In fact, at Barnard College, she majored in art history “At the time, I don’t think there was any way I could have foreseen myself going into robotics,” she laughs. But the path from the art world to artificial intelligence, as unexpected as it was, felt natural in retrospect: curiosity, adaptability, and a deep desire to build something useful fueled her transition.
After college, Mary stayed in New York, exploring career paths and spending time with her partner, Jackie Wu, who in 2020 was launching a startup, Corvus Robotics. “I decided to help him out with his startup, which was still very lean,” she recalls. “We were still working on R&D. It was me and three or four other people, including him.” During the early days of the company, which also coincided with the COVID pandemic, Mary taught herself web development and dove into the world of warehouse robotics and automation through hands-on learning and research and development with those who understood the technology, including one of the founding partners who studied aerospace engineering at MIT.
Fast forward a few years, and Corvus is now a growing startup—still under 50 employees— developing fully autonomous drones that perform cycle counting in warehouses. This once manual, dangerous job (often requiring employees to ride scissor lifts 40 feet in the air) is now done by AI-powered drones, designed from the ground up by the Corvus team.

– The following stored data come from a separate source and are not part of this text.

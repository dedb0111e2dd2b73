//! Request fingerprinting for duplicate detection.

use super::types::NormalizedRequest;
use sha2::{Digest, Sha256};
use std::collections::BTreeMap;

/// SHA-256 over `key:value` pairs joined by `|` in key order.
///
/// Values are not escaped, so two payloads can only be told apart when their
/// values do not themselves contain `|` or `:`.
pub fn hash_request_payload(payload: &BTreeMap<&str, String>) -> String {
    let canonical = payload
        .iter()
        .map(|(key, value)| format!("{key}:{value}"))
        .collect::<Vec<_>>()
        .join("|");

    hex::encode(Sha256::digest(canonical.as_bytes()))
}

/// Dedup key for a normalized request.
///
/// Covers pair, action, quantity, request id and client ref only; price and
/// signal change on every sample and stay out.
pub fn request_fingerprint(request: &NormalizedRequest) -> String {
    let payload = BTreeMap::from([
        ("pair", request.pair.clone()),
        ("action", request.action.as_str().to_string()),
        ("quantity", request.quantity.normalize().to_string()),
        ("request_id", request.request_id.clone()),
        ("client_ref", request.client_ref.clone().unwrap_or_default()),
    ]);

    hash_request_payload(&payload)
}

“These drones don’t rely on Wi-Fi or GPS, which is a game-changer in the concrete-and-metal environments of warehouses,” Mary explains. “There’s a basic map with measurements onboard the drone…and it builds on top of that using sensors all around it to create a digital twin of the physical space.”
The results speak for themselves. Warehouse clients—some of the largest retail brands in the U.S.—have seen inventory accuracy rise from 80–85% to more than 99%. “That really speeds things up,” Mary says, “because if somebody is going to that location expecting something, they will find it.”

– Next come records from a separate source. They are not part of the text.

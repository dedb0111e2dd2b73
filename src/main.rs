//! Paper Trade Engine - Main Entry Point
//!
//! Runs single trade requests and ledger queries from the command line.

use anyhow::{Context, Result};
use clap::{Parser, Subcommand};
use paper_trade_engine::config::Config;
use paper_trade_engine::engine::{EngineError, TradeEngine, TradeRequest, TradeResponse};
use paper_trade_engine::ledger::{LedgerStore, SqliteLedger, TradeAction};
use paper_trade_engine::market::{MarketSignalProvider, MockMarketSignal, StaticMarketSignal};
use paper_trade_engine::notify::{
    format_trade_notification, NotificationOutcome, Notifier, TelegramNotifier,
};
use paper_trade_engine::utils::mask_secret;
use rust_decimal::Decimal;
use serde::Serialize;
use std::sync::Arc;
use tracing::{error, info, warn, Level};
use tracing_subscriber::fmt::format::FmtSpan;
use tracing_subscriber::EnvFilter;

/// Paper Trade Engine CLI
#[derive(Parser)]
#[command(name = "paper-trade")]
#[command(version, about = "Signal-gated simulated trading against a local ledger")]
struct Cli {
    #[command(subcommand)]
    command: Commands,
}

#[derive(Subcommand)]
enum Commands {
    /// Buy the base asset if the signal is below the oversold threshold
    Buy(TradeArgs),

    /// Sell the base asset if the signal is above the overbought threshold
    Sell(TradeArgs),

    /// Show current signal, thresholds, trade counts and balances
    Status,

    /// List the most recent trades
    Trades {
        /// Number of trades to show
        #[arg(short, long, default_value = "10")]
        limit: usize,
    },

    /// Show all ledger balances
    Balances,

    /// Send a test message through the configured notifier
    Notify {
        /// Message text
        #[arg(short, long, default_value = "Paper trade engine test notification")]
        message: String,
    },
}

#[derive(clap::Args)]
struct TradeArgs {
    /// Trading pair, e.g. BTCUSDT (default from config)
    #[arg(short, long)]
    pair: Option<String>,

    /// Quantity of the base asset (default from config)
    #[arg(short, long)]
    quantity: Option<Decimal>,

    /// Correlation id; retries with the same id are deduplicated
    #[arg(short, long)]
    request_id: Option<String>,

    /// Expected next sequence number for the (pair, action) stream
    #[arg(short, long)]
    sequence: Option<u64>,

    /// Free-form client reference (max 64 characters)
    #[arg(short, long)]
    client_ref: Option<String>,

    /// Execute even if the signal threshold is not met
    #[arg(short, long)]
    force: bool,

    /// Use a fixed signal instead of the simulated one (requires --price)
    #[arg(long, requires = "price")]
    signal: Option<Decimal>,

    /// Use a fixed price instead of the simulated one (requires --signal)
    #[arg(long, requires = "signal")]
    price: Option<Decimal>,
}

impl TradeArgs {
    fn request(&self) -> TradeRequest {
        TradeRequest {
            pair: self.pair.clone(),
            quantity: self.quantity,
            request_id: self.request_id.clone(),
            sequence_number: self.sequence,
            client_ref: self.client_ref.clone(),
            force: self.force,
        }
    }

    fn signal_provider(&self) -> Arc<dyn MarketSignalProvider> {
        match (self.signal, self.price) {
            (Some(signal), Some(price)) => Arc::new(StaticMarketSignal::new(signal, price)),
            _ => Arc::new(MockMarketSignal::new()),
        }
    }
}

#[tokio::main]
async fn main() -> Result<()> {
    // Parse CLI arguments
    let cli = Cli::parse();

    init_logging()?;

    let config = Config::load()?;
    config.validate()?;
    log_config(&config);

    match cli.command {
        Commands::Buy(args) => run_trade(&config, TradeAction::Buy, &args).await,
        Commands::Sell(args) => run_trade(&config, TradeAction::Sell, &args).await,
        Commands::Status => {
            let engine = build_engine(&config, Arc::new(MockMarketSignal::new()))?;
            let status = engine.status().await.map_err(report_engine_error)?;
            print_json(&status)
        }
        Commands::Trades { limit } => {
            let engine = build_engine(&config, Arc::new(MockMarketSignal::new()))?;
            let trades = engine.recent_trades(limit).map_err(report_engine_error)?;
            print_json(&trades)
        }
        Commands::Balances => {
            let engine = build_engine(&config, Arc::new(MockMarketSignal::new()))?;
            let balances = engine.store().balances()?;
            print_json(&balances)
        }
        Commands::Notify { message } => {
            let notifier = TelegramNotifier::new(&config.telegram)?;
            let outcome = notifier.send(&message).await;
            print_json(&outcome)
        }
    }
}

/// Execute one trade and print the response.
async fn run_trade(config: &Config, action: TradeAction, args: &TradeArgs) -> Result<()> {
    let engine = build_engine(config, args.signal_provider())?;

    let response = engine
        .execute(action, args.request())
        .await
        .map_err(report_engine_error)?;

    // The process exits right after printing, so deliver inline instead of
    // through the engine's background task.
    if response.is_executed() && !response.duplicate {
        notify_trade(config, &response).await;
    }

    print_json(&response)
}

fn build_engine(config: &Config, signals: Arc<dyn MarketSignalProvider>) -> Result<TradeEngine> {
    let ledger = SqliteLedger::new(&config.database.path).with_context(|| {
        format!(
            "Failed to open ledger at {}",
            config.database.path.display()
        )
    })?;

    Ok(TradeEngine::new(
        Arc::new(ledger),
        signals,
        config.trading.clone(),
    ))
}

async fn notify_trade(config: &Config, response: &TradeResponse) {
    let notifier = match TelegramNotifier::new(&config.telegram) {
        Ok(notifier) => notifier,
        Err(e) => {
            warn!("Notifier unavailable: {:#}", e);
            return;
        }
    };

    let message = format_trade_notification(
        &response.pair,
        response.action,
        response.signal,
        response.price,
    );

    match notifier.send(&message).await {
        NotificationOutcome::Sent => info!("📨 Trade notification sent"),
        NotificationOutcome::Skipped { reason } => info!("Notification skipped: {}", reason),
        NotificationOutcome::Failed { error } => warn!("⚠️  Notification failed: {}", error),
    }
}

/// Log the failure and turn it into a process error.
fn report_engine_error(e: EngineError) -> anyhow::Error {
    if e.is_client_error() {
        warn!(status = e.status_code(), "❌ Request refused: {}", e);
    } else {
        error!(status = e.status_code(), "❌ Engine failure: {}", e);
    }
    e.into()
}

fn print_json<T: Serialize>(value: &T) -> Result<()> {
    let rendered = serde_json::to_string_pretty(value).context("Failed to render output")?;
    println!("{rendered}");
    Ok(())
}

/// Initialize logging with file and console output.
fn init_logging() -> Result<()> {
    use tracing_subscriber::fmt::writer::MakeWriterExt;

    std::fs::create_dir_all("logs")?;

    let file_appender = tracing_appender::rolling::hourly("logs", "paper-trade.log");
    let (file_writer, guard) = tracing_appender::non_blocking(file_appender);

    // Leak the guard to keep it alive for the program duration
    Box::leak(Box::new(guard));

    // stdout carries the JSON result; logs go to stderr
    tracing_subscriber::fmt()
        .with_env_filter(
            EnvFilter::from_default_env()
                .add_directive("paper_trade_engine=debug".parse()?)
                .add_directive(Level::INFO.into()),
        )
        .with_writer(std::io::stderr.and(file_writer))
        .with_target(true)
        .with_thread_ids(false)
        .with_file(true)
        .with_line_number(true)
        .with_span_events(FmtSpan::CLOSE)
        .with_ansi(true)
        .init();

    Ok(())
}

/// Log configuration on startup.
fn log_config(config: &Config) {
    info!("📋 Configuration:");
    info!("   Default Pair: {}", config.trading.pair);
    info!(
        "   RSI Thresholds: buy < {} / sell > {}",
        config.trading.rsi_oversold, config.trading.rsi_overbought
    );
    info!(
        "   Seed Balances: base {} / quote {}",
        config.trading.default_base_balance, config.trading.default_quote_balance
    );
    info!(
        "   Default Quantity: {}",
        config.trading.default_order_quantity
    );
    info!("   Signal Timeout: {}ms", config.trading.signal_timeout_ms);
    info!("   Database: {}", config.database.path.display());
    info!(
        "   Telegram: token {} / chat {}",
        mask_secret(config.telegram.token.as_deref()),
        mask_secret(config.telegram.chat_id.as_deref())
    );
}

At Corvus, Mary’s title is production lead, but she has worn many hats: recruiter, head of manufacturing, booth staffer at trade shows, and product ambassador. “We’re still a small team, so if something comes up or somebody needs a hand, I jump in,” she says. “I would call myself kind of a jack—or I guess ‘Jill’—of all trades.”
Though the tech industry remains male dominated, Mary finds the robotics space refreshingly meritocratic. “Everybody is a nerd,” she says with a smile. “Nobody really cares about what you’ve done or where you went to school. They just love geeking out about stuff.”
Today, based in the Bay Area, Mary remains driven by the potential of mission-driven innovation. “We’re focused on growth and providing real value,” she says. “We want to make a positive contribution to one of the backbones of the world—the supply chain.”
What’s next? Mary won’t say exactly, but teases: “We have many exciting ideas coming up…not just drones, but solving other big problems, too. I’m excited for it.”